"""

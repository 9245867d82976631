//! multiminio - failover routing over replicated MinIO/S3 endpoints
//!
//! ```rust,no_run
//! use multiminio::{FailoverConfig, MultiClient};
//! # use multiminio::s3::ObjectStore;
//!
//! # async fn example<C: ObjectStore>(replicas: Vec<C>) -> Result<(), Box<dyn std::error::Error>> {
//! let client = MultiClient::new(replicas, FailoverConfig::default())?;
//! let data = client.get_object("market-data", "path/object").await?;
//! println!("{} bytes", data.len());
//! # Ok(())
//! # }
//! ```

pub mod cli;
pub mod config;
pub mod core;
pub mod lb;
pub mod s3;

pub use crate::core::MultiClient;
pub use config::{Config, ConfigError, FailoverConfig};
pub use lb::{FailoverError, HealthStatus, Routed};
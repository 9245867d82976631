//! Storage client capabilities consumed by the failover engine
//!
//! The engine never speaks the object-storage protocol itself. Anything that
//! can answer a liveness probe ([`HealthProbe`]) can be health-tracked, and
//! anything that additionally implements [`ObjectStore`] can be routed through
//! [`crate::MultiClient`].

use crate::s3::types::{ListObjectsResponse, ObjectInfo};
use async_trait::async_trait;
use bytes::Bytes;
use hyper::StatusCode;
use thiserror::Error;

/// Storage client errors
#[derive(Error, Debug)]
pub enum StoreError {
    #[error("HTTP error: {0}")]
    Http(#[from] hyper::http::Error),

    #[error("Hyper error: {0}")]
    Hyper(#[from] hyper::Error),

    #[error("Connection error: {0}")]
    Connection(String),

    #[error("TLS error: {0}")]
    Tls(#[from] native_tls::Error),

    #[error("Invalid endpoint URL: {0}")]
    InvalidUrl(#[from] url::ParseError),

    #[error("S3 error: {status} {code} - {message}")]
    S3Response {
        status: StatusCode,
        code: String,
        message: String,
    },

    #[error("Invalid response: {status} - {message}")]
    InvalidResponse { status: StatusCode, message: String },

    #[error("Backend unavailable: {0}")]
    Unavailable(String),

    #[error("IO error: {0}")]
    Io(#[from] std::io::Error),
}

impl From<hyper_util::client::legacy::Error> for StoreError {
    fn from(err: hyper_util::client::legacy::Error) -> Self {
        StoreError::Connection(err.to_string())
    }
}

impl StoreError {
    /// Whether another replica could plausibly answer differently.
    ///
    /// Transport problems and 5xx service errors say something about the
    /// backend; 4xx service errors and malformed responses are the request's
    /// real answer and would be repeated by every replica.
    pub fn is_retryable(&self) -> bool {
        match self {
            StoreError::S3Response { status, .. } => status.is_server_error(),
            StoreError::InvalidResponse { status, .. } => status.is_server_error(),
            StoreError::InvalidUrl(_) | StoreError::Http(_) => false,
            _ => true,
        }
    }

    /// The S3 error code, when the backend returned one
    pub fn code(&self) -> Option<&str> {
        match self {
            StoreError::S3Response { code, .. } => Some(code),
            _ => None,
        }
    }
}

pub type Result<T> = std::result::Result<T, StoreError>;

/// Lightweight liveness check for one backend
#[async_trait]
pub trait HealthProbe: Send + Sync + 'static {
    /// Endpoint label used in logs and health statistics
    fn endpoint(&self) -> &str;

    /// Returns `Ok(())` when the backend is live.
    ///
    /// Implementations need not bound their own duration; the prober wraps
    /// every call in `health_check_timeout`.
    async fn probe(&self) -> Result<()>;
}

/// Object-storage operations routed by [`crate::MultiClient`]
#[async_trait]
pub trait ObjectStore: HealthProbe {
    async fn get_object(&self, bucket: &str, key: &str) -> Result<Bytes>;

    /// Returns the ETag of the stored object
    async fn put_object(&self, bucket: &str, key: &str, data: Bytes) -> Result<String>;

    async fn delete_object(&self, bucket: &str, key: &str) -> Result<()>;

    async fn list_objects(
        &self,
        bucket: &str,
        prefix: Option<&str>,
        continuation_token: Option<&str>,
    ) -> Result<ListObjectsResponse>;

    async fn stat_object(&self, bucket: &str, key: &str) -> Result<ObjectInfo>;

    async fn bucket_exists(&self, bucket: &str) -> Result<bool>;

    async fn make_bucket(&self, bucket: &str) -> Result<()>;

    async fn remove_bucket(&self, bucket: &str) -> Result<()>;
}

"""

Work item
Only the lines from the beginning of the material above through the line with "Storage client errors" are wanted; extract them exactly.

Result
repository 9245867d82976631
//! multiminio - failover routing over replicated MinIO/S3 endpoints
//!
//! ```rust,no_run
//! use multiminio::{FailoverConfig, MultiClient};
//! # use multiminio::s3::ObjectStore;
//!
//! # async fn example<C: ObjectStore>(replicas: Vec<C>) -> Result<(), Box<dyn std::error::Error>> {
//! let client = MultiClient::new(replicas, FailoverConfig::default())?;
//! let data = client.get_object("market-data", "path/object").await?;
//! println!("{} bytes", data.len());
//! # Ok(())
//! # }
//! ```

pub mod cli;
pub mod config;
pub mod core;
pub mod lb;
pub mod s3;

pub use crate::core::MultiClient;
pub use config::{Config, ConfigError, FailoverConfig};
pub use lb::{FailoverError, HealthStatus, Routed};
repository 9245867d82976631
//! Storage client capabilities consumed by the failover engine
//!
//! The engine never speaks the object-storage protocol itself. Anything that
//! can answer a liveness probe ([`HealthProbe`]) can be health-tracked, and
//! anything that additionally implements [`ObjectStore`] can be routed through
//! [`crate::MultiClient`].

use crate::s3::types::{ListObjectsResponse, ObjectInfo};
use async_trait::async_trait;
use bytes::Bytes;
use hyper::StatusCode;
use thiserror::Error;

/// Storage client errors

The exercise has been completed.